On Friday it was also reported that eight banks were in the midst of trying to work out a rescue plan for Ambac Financial.

For the most part, market participants were in rescue mode all week, coming to the aid of battered stock prices, primarily in the financial and retail sectors. The prospect of further rate cuts, and then the rate cut itself, fueled the bullish bias that had been missing for most of January.

The unique element to the past week, though, was the shift in sentiment.
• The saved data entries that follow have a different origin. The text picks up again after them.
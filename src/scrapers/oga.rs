//! NTHU Office of Global Affairs announcement scraper.
//!
//! Scrapes the OGA English announcements page. Each announcement is a link
//! inside a `div.mtitle` container; hrefs are frequently relative
//! (`/p/406-1524-123.php` or even `406-1524-123.php`) and are resolved
//! against the site origin before storage.
//!
//! # Degraded mode
//!
//! The site has changed its markup before. When the primary selector matches
//! nothing on an otherwise successful fetch, the scraper falls back to
//! scanning every link on the page and keeping those whose visible text is
//! long enough to plausibly be a headline. The result is tagged with the
//! [`ExtractionTier`] that produced it so the degradation is visible to the
//! pipeline and to tests, not just in the logs.

use crate::config::WatchConfig;
use crate::models::{Extraction, ExtractionTier, Post};
use crate::utils::truncate_for_log;
use chrono::{Local, NaiveDate};
use reqwest::header::{ACCEPT, ACCEPT_LANGUAGE, CONTENT_TYPE, HeaderMap, HeaderValue};
use scraper::{Html, Selector};
use std::error::Error;
use tracing::{debug, error, info, instrument, warn};
use url::Url;

/// Container class wrapping each announcement link on the page.
const POST_SELECTOR: &str = "div.mtitle";

/// Links with visible text at or below this length are dropped during the
/// fallback scan; short labels are navigation, not headlines.
const FALLBACK_MIN_TITLE_CHARS: usize = 12;

/// Fetch the announcements page and extract every titled link.
///
/// Network errors, timeouts, and non-success statuses are absorbed here and
/// reported as an empty extraction; the pipeline decides what an empty run
/// means. Every extracted post is stamped with today's date.
#[instrument(level = "info", skip_all, fields(url = %config.source_url))]
pub async fn fetch_posts(config: &WatchConfig) -> Extraction {
    let base = match Url::parse(&config.base_url) {
        Ok(base) => base,
        Err(e) => {
            error!(base_url = %config.base_url, error = %e, "Configured base URL is not a valid URL");
            return Extraction::empty();
        }
    };

    let html = match fetch_page(config).await {
        Ok(html) => html,
        Err(e) => {
            error!(error = %e, "Failed to fetch announcements page");
            return Extraction::empty();
        }
    };

    let extraction = parse_posts(&html, &base, Local::now().date_naive());
    info!(
        count = extraction.posts.len(),
        tier = ?extraction.tier,
        "Extracted posts"
    );
    extraction
}

/// Single GET with browser-like headers and a bounded timeout.
async fn fetch_page(config: &WatchConfig) -> Result<String, Box<dyn Error>> {
    let mut headers = HeaderMap::new();
    headers.insert(
        ACCEPT,
        HeaderValue::from_static("text/html,application/xhtml+xml,application/xml"),
    );
    headers.insert(ACCEPT_LANGUAGE, HeaderValue::from_static("en-US,en;q=0.9"));

    let client = reqwest::Client::builder()
        .user_agent(config.user_agent.clone())
        .default_headers(headers)
        .timeout(config.timeout())
        .build()?;

    debug!("Sending request");
    let response = client.get(&config.source_url).send().await?;
    let status = response.status();
    let content_type = response
        .headers()
        .get(CONTENT_TYPE)
        .and_then(|v| v.to_str().ok())
        .unwrap_or("")
        .to_string();
    debug!(%status, %content_type, "Received response");

    if !status.is_success() {
        let body = response.text().await.unwrap_or_default();
        debug!(preview = %truncate_for_log(&body, 500), "Non-success response body");
        return Err(format!("unexpected status {status} from {}", config.source_url).into());
    }

    let body = response.text().await?;
    debug!(bytes = body.len(), preview = %truncate_for_log(&body, 200), "Fetched page body");
    Ok(body)
}

/// Parse posts out of the page: primary selector first, heuristic fallback
/// when it matches nothing.
pub(crate) fn parse_posts(html: &str, base: &Url, today: NaiveDate) -> Extraction {
    let document = Html::parse_document(html);
    let marker_selector = Selector::parse(POST_SELECTOR).unwrap();
    let link_selector = Selector::parse("a[href]").unwrap();

    let mut posts = Vec::new();
    for marker in document.select(&marker_selector) {
        if let Some(anchor) = marker.select(&link_selector).next() {
            let title = anchor.text().collect::<String>().trim().to_string();
            if title.is_empty() {
                continue;
            }
            if let Some(href) = anchor.value().attr("href") {
                debug!(%title, %href, "Found post");
                posts.push(Post {
                    title,
                    url: resolve_url(href, base),
                    scrape_date: today,
                });
            }
        }
    }
    if !posts.is_empty() {
        return Extraction {
            posts,
            tier: ExtractionTier::Primary,
        };
    }

    warn!(
        selector = POST_SELECTOR,
        "Primary selector matched nothing; scanning all links"
    );
    let mut posts = Vec::new();
    for anchor in document.select(&link_selector) {
        let title = anchor.text().collect::<String>().trim().to_string();
        if title.chars().count() <= FALLBACK_MIN_TITLE_CHARS {
            continue;
        }
        if let Some(href) = anchor.value().attr("href") {
            posts.push(Post {
                title,
                url: resolve_url(href, base),
                scrape_date: today,
            });
        }
    }
    Extraction {
        posts,
        tier: ExtractionTier::Fallback,
    }
}

/// Resolve a possibly relative href against the site origin.
///
/// Absolute hrefs pass through untouched; origin-relative (`/x`) and
/// document-relative (`x`) forms are joined onto the origin. An href the
/// `url` crate cannot join is kept verbatim rather than dropped.
fn resolve_url(href: &str, base: &Url) -> String {
    match base.join(href) {
        Ok(resolved) => resolved.to_string(),
        Err(e) => {
            warn!(%href, error = %e, "Could not resolve href; keeping it as-is");
            href.to_string()
        }
    }
}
Although bad news invited some dips at times in the broader averages, it was the good news that resonated with participants.

To the latter point, if we told you at the beginning of the week that Yahoo!, Google, Boeing, Bristol-Myers and Starbucks would disappoint with their earnings results and/or guidance, that new home sales would fall to a 13-year low, that weekly initial claims would jump to 375K from 306K, that it would be reported Q4 GDP grew just 0.6%, and that January nonfarm payrolls declined by 17K, you would have probably thought we'd be in for more tough sledding.

All of those things happened, yet the market digested them with relative ease, preferring instead to focus on the positives like reassuring earnings news from 3M, Burlington Northern, UPS and Verizon, a report that durable orders rose 5.2%, a jump in the manufacturing sector's ISM Index to 50.7 (a number above 50 reflects growth), and the Microsoft buyout offer for Yahoo!.

The proposed acquisition dominated conversations Friday on account of the 62% premium that the bid represented relative to Yahoo's previous closing price. Additionally, it drew a lot of praise for being a good strategic move on Microsoft's part and raised concerns about a new level of competition for Google, which suffered a 9.0% drop on Friday, bringing its year-to-date decline to 25%.

Underlying all of the positive activity during the week, though, was the Fed and its accommodative policy. The FOMC has now slashed the fed funds rate 225 basis points since Sept. 18 - and that's with initial claims still running below recession levels, the labor market still operating at full employment, and final sales in the fourth quarter, which excludes inventories, increasing 1.9%.

Granted there are clear signs of an economic slowdown, but the Fed is very much acting in a preemptive manner. We think this week's trading action reflected a growing acceptance of that viewpoint. Accordingly, there was broad-based strength behind the move. The financial sector led the way with an impressive 8.5% advance and was followed by telecom services (+6.8%), consumer discretionary (+6.7%), basic materials (+6.2%) and industrials (+5.5%).

The scope of those moves was driven in part by short-covering activity, yet it's not a stretch to think either that in the past week a fear of missing out on future gains following the Fed's rate cuts supplanted the fear of a fallout that has prevailed most of this year.